Committed revision 818807.

> Expensive cursor name lookup in network server
> ----------------------------------------------
>
>                 Key: DERBY-3882
>                 URL: https://issues.apache.org/jira/browse/DERBY-3882
>             Project: Derby
>          Issue Type: Improvement
>          Components: Network Server, SQL
>    Affects Versions: 10.4.2.0
>            Reporter: Knut Anders Hatlen
>            Assignee: Knut Anders Hatlen
>            Priority: Minor
>             Fix For: 10.6.0.0
>
>         Attachments: check_hash.diff, Cursors.java
>
>
> I have sometimes seen in a profiler that an unreasonably high amount of the CPU time is spent in GenericLanguageConnectionContext.lookupCursorActivation() when the network server is running. That method is used to check that there is no active statement in the current transaction with the same cursor name as the statement currently being executed, and it is normally only used if the executing statement has a cursor name. None of the client-side statements had a cursor name when I saw this.
> The method is always called when the network server executes a statement because the network server assigns a cursor name to each statement even if no cursor name has been set on the client side. If the list of open statements is short, the method is relatively cheap. If one uses ClientConnectionPoolDataSource with the JDBC statement cache, the list of open statements can however be quite long, and lookupCursorActivation() needs to spend a fair amount of time iterating over the list and comparing strings.

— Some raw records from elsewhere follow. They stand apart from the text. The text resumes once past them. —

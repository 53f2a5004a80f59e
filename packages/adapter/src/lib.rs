//! Reducible Adapter: persistence for reducible state trees
//!
//! Every adapter implements [`StateAdapter`]: `dump` turns a tree into a
//! token for the client, `load` recovers the tree from the next request.
//! Tokens are signed with HMAC-SHA256, so a tampered token is rejected with
//! [`AdapterError::InvalidSignature`] before anything is decoded.
//!
//! - `HiddenFieldAdapter`: The token is the signed tree itself
//! - `SessionAdapter`: The tree lives in the server session, the token is a signed key
//! - `CacheAdapter`: The tree lives in a [`KeyValueCache`] with a TTL
//!
//! # Example
//!
//! ```rust
//! use reducible_adapter::{AdapterConfig, AdapterKind};
//! use reducible_state::{Envelope, RequestContext, Schema, StateAdapter, STATE_PARAM};
//!
//! let adapter = AdapterConfig::default()
//!     .with_kind(AdapterKind::HiddenField)
//!     .with_secret("change me")
//!     .build()
//!     .unwrap();
//!
//! let envelope = Envelope::initial("Counter", &Schema::builder().field("count", 0).build(), "root");
//! let mut request = RequestContext::new();
//! let token = adapter.dump(&envelope, &mut request).unwrap();
//!
//! let next = request.with_param(STATE_PARAM, token);
//! assert_eq!(adapter.load(&next).unwrap(), envelope);
//! ```

mod cache;
mod config;
mod hidden_field;
mod session;
mod verifier;

pub use cache::{
    CacheAdapter, InMemoryCache, KeyValueCache, CACHE_STATE_PARAM, DEFAULT_NAMESPACE, DEFAULT_TTL,
};
pub use config::{AdapterConfig, AdapterKind, ADAPTER_ENV, CACHE_TTL_ENV, SECRET_ENV};
pub use hidden_field::HiddenFieldAdapter;
pub use session::SessionAdapter;
pub use verifier::Verifier;

pub use reducible_state::{AdapterError, RequestContext, StateAdapter};
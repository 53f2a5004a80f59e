//! The Value type - a tree-shaped data structure.
//!
//! State payloads, message payloads and schema defaults are all `Value`s.
//! The type maps directly onto JSON, which is how envelopes travel between
//! requests.

use std::collections::BTreeMap;
use std::fmt;

use serde::{Deserialize, Serialize};

/// A component's state payload: field name to value.
pub type StateMap = BTreeMap<String, Value>;

/// A tree-shaped value held in component state or carried by a message.
///
/// # Design Notes
///
/// - Uses `BTreeMap` for deterministic ordering (important for diffs and tokens)
/// - Uses `i64` for integers, falling back to `Float` for larger JSON numbers
/// - Equality is deep: two trees are equal when every nested value is equal
#[derive(Clone, Debug, Default, PartialEq, Serialize, Deserialize)]
#[serde(from = "serde_json::Value", into = "serde_json::Value")]
pub enum Value {
    /// Absence of a value.
    #[default]
    Null,
    /// Boolean value.
    Bool(bool),
    /// Signed 64-bit integer.
    Integer(i64),
    /// 64-bit floating point.
    Float(f64),
    /// UTF-8 string.
    String(String),
    /// Ordered sequence of values.
    Array(Vec<Value>),
    /// Key-value map with string keys.
    Map(BTreeMap<String, Value>),
}

impl Value {
    /// Create a null value.
    pub fn null() -> Self {
        Value::Null
    }

    /// Create an empty map.
    pub fn map() -> Self {
        Value::Map(BTreeMap::new())
    }

    /// Create an empty array.
    pub fn array() -> Self {
        Value::Array(Vec::new())
    }

    /// Check if this value is null.
    pub fn is_null(&self) -> bool {
        matches!(self, Value::Null)
    }

    /// Check if this value is a map.
    pub fn is_map(&self) -> bool {
        matches!(self, Value::Map(_))
    }

    /// Check if this value is an array.
    pub fn is_array(&self) -> bool {
        matches!(self, Value::Array(_))
    }

    pub fn as_bool(&self) -> Option<bool> {
        match self {
            Value::Bool(b) => Some(*b),
            _ => None,
        }
    }

    pub fn as_i64(&self) -> Option<i64> {
        match self {
            Value::Integer(i) => Some(*i),
            _ => None,
        }
    }

    pub fn as_f64(&self) -> Option<f64> {
        match self {
            Value::Float(f) => Some(*f),
            Value::Integer(i) => Some(*i as f64),
            _ => None,
        }
    }

    pub fn as_str(&self) -> Option<&str> {
        match self {
            Value::String(s) => Some(s),
            _ => None,
        }
    }

    pub fn as_array(&self) -> Option<&Vec<Value>> {
        match self {
            Value::Array(arr) => Some(arr),
            _ => None,
        }
    }

    pub fn as_map(&self) -> Option<&BTreeMap<String, Value>> {
        match self {
            Value::Map(map) => Some(map),
            _ => None,
        }
    }

    /// Consume the value, returning the inner map if it is one.
    pub fn into_map(self) -> Option<BTreeMap<String, Value>> {
        match self {
            Value::Map(map) => Some(map),
            _ => None,
        }
    }

    /// Look up a key in a map value.
    ///
    /// Returns `None` for missing keys and for non-map values.
    pub fn get(&self, key: &str) -> Option<&Value> {
        self.as_map()?.get(key)
    }

    /// Get a reference to a nested value by a `/`-separated path.
    ///
    /// Numeric components index into arrays. Returns `None` if the path
    /// doesn't exist or can't be navigated (e.g., indexing into a string).
    pub fn pointer(&self, path: &str) -> Option<&Value> {
        let mut current = self;
        for component in path.split('/').filter(|c| !c.is_empty()) {
            current = match current {
                Value::Map(map) => map.get(component)?,
                Value::Array(arr) => {
                    let index: usize = component.parse().ok()?;
                    arr.get(index)?
                }
                _ => return None,
            };
        }
        Some(current)
    }
}

// Conversion from common types

impl From<bool> for Value {
    fn from(v: bool) -> Self {
        Value::Bool(v)
    }
}

impl From<i64> for Value {
    fn from(v: i64) -> Self {
        Value::Integer(v)
    }
}

impl From<i32> for Value {
    fn from(v: i32) -> Self {
        Value::Integer(v as i64)
    }
}

impl From<u32> for Value {
    fn from(v: u32) -> Self {
        Value::Integer(v as i64)
    }
}

impl From<f64> for Value {
    fn from(v: f64) -> Self {
        Value::Float(v)
    }
}

impl From<String> for Value {
    fn from(v: String) -> Self {
        Value::String(v)
    }
}

impl From<&str> for Value {
    fn from(v: &str) -> Self {
        Value::String(v.to_string())
    }
}

impl<T: Into<Value>> From<Vec<T>> for Value {
    fn from(v: Vec<T>) -> Self {
        Value::Array(v.into_iter().map(Into::into).collect())
    }
}

impl<T: Into<Value>> From<Option<T>> for Value {
    fn from(v: Option<T>) -> Self {
        v.map(Into::into).unwrap_or(Value::Null)
    }
}

impl From<BTreeMap<String, Value>> for Value {
    fn from(v: BTreeMap<String, Value>) -> Self {
        Value::Map(v)
    }
}

/// Compact JSON.
impl fmt::Display for Value {
    fn fmt(&self, f: &mut fmt::Formatter<'_>) -> fmt::Result {
        write!(f, "{}", crate::convert::value_to_json(self.clone()))
    }
}
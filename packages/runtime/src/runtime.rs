//! The dispatcher.
//!
//! A dispatch takes a tree, a message and a target path, and produces a new
//! tree. The input tree is never touched: the root is cloned and every node
//! on the way down to the target is unshared with `Arc::make_mut`, so
//! untouched subtrees stay shared between the old and the new tree while
//! anything that changes lives only in the new one.

use std::collections::VecDeque;
use std::sync::Arc;

use reducible_state::{Envelope, Message, StateMap};

use crate::component::{ComponentDef, Reduction};
use crate::effect::{Effect, EffectContext};
use crate::error::{DispatchError, Result};
use crate::registry::{self, Registry};
use crate::render::Renderer;
use crate::trace::Trace;

/// Ceiling on effect-produced messages per dispatch.
pub const DEFAULT_MAX_EFFECT_STEPS: usize = 8;

/// Tunables for a [`Runtime`].
#[derive(Clone, Debug, PartialEq, Eq)]
pub struct RuntimeConfig {
    /// How many follow-up messages effects may produce in one dispatch.
    pub max_effect_steps: usize,
}

impl Default for RuntimeConfig {
    fn default() -> Self {
        Self {
            max_effect_steps: DEFAULT_MAX_EFFECT_STEPS,
        }
    }
}

/// The new tree together with what happened while producing it.
#[derive(Debug)]
pub struct Dispatched {
    pub envelope: Envelope,
    pub trace: Trace,
}

/// Routes messages into envelope trees and drains the effects they cause.
///
/// A `Runtime` holds no per-dispatch state, so one instance can serve any
/// number of concurrent dispatches.
#[derive(Clone, Debug)]
pub struct Runtime {
    registry: Arc<Registry>,
    config: RuntimeConfig,
}

impl Runtime {
    pub fn new(registry: Arc<Registry>, config: RuntimeConfig) -> Self {
        Self { registry, config }
    }

    /// A runtime over the process-wide registry.
    pub fn from_global(config: RuntimeConfig) -> Result<Self> {
        Ok(Self::new(registry::global()?, config))
    }

    pub fn registry(&self) -> &Registry {
        &self.registry
    }

    pub fn config(&self) -> &RuntimeConfig {
        &self.config
    }

    /// A fresh single-node tree for a registered component.
    pub fn initial_envelope(&self, component_id: &str, path: &str) -> Result<Envelope> {
        let def = self.registry.get(component_id)?;
        Ok(Envelope::initial(def.id(), def.schema(), path))
    }

    /// Apply `message` to the node at `target` and return the new tree.
    pub fn dispatch(
        &self,
        envelope: &Envelope,
        message: Message,
        target: &str,
        ctx: &EffectContext,
    ) -> Result<Envelope> {
        self.dispatch_traced(envelope, message, target, ctx)
            .map(|dispatched| dispatched.envelope)
    }

    /// Like [`Runtime::dispatch`], also returning the trace of every
    /// reduction performed.
    pub fn dispatch_traced(
        &self,
        envelope: &Envelope,
        message: Message,
        target: &str,
        ctx: &EffectContext,
    ) -> Result<Dispatched> {
        let span = tracing::debug_span!("dispatch", path = %target, kind = %message.kind());
        let _guard = span.enter();

        let mut working = envelope.clone();
        let trace = self.dispatch_at(&mut working, message, target, ctx)?;
        tracing::debug!(
            steps = trace.steps.len(),
            chain = ?trace.chain(),
            "dispatch complete"
        );

        Ok(Dispatched {
            envelope: working,
            trace,
        })
    }

    /// Render the whole tree.
    pub fn render_root(&self, envelope: &Envelope, renderer: &dyn Renderer) -> Result<String> {
        Ok(renderer.render(&envelope.component_id, envelope)?)
    }

    /// Render only the node at `target`.
    pub fn render_target(
        &self,
        envelope: &Envelope,
        target: &str,
        renderer: &dyn Renderer,
    ) -> Result<String> {
        let node = envelope.find(target).ok_or_else(|| DispatchError::UnknownPath {
            path: target.to_string(),
        })?;
        Ok(renderer.render(&node.component_id, node)?)
    }

    fn dispatch_at(
        &self,
        node: &mut Envelope,
        message: Message,
        target: &str,
        ctx: &EffectContext,
    ) -> Result<Trace> {
        if !node.is_supported_version() {
            return Err(DispatchError::UnsupportedVersion(node.schema_version));
        }
        if node.path == target {
            return self.reduce_node(node, message, ctx);
        }

        let unknown = || DispatchError::UnknownPath {
            path: target.to_string(),
        };
        let key = node.next_hop(target).ok_or_else(unknown)?.to_string();
        let child = node.child_mut(&key).ok_or_else(unknown)?;
        self.dispatch_at(child, message, target, ctx)
    }

    fn reduce_node(&self, node: &mut Envelope, message: Message, ctx: &EffectContext) -> Result<Trace> {
        let def = self.registry.get(&node.component_id)?;
        let hydrated = def.schema().build(Some(&node.data));
        let mut trace = Trace::new(&node.path, def.id(), hydrated.clone());

        let mut queue: VecDeque<Effect> = self.apply(def, node, hydrated, &message, &mut trace)?.into();
        let mut steps = 0usize;

        while let Some(effect) = queue.pop_front() {
            let follow_up = effect
                .invoke(ctx, node)
                .map_err(|e| DispatchError::EffectContractViolation {
                    component: def.id().to_string(),
                    path: node.path.clone(),
                    message: e.to_string(),
                })?;

            let Some(next) = follow_up else {
                continue;
            };

            steps += 1;
            if steps > self.config.max_effect_steps {
                tracing::warn!(
                    component = def.id(),
                    path = %node.path,
                    limit = self.config.max_effect_steps,
                    "effect budget exceeded"
                );
                return Err(DispatchError::EffectBudgetExceeded {
                    component: def.id().to_string(),
                    path: node.path.clone(),
                    limit: self.config.max_effect_steps,
                });
            }

            // Reduced data is already schema-built.
            let current = node.data.clone();
            queue.extend(self.apply(def, node, current, &next, &mut trace)?);
        }

        Ok(trace)
    }

    /// One reduction of the built state `before`: write the next state into
    /// `node` and record it.
    fn apply(
        &self,
        def: &dyn ComponentDef,
        node: &mut Envelope,
        before: StateMap,
        message: &Message,
        trace: &mut Trace,
    ) -> Result<Vec<Effect>> {
        let Reduction { data, effects } = def.reduce_built(before.clone(), message)?;
        trace.record(message.kind(), message.payload(), &before, &data);
        tracing::trace!(
            component = def.id(),
            kind = message.kind(),
            effects = effects.len(),
            "reduced"
        );
        node.data = data;
        Ok(effects)
    }
}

> The time spent looking for duplicate names in lookupCursorActivation() is actually wasted time when it is called from the network server, since the network server assigns unique names to the statements it executes, even when there are duplicate names on the client. It would be good if we could reduce the cost of this operation, or perhaps eliminate it completely when the client doesn't use cursor names.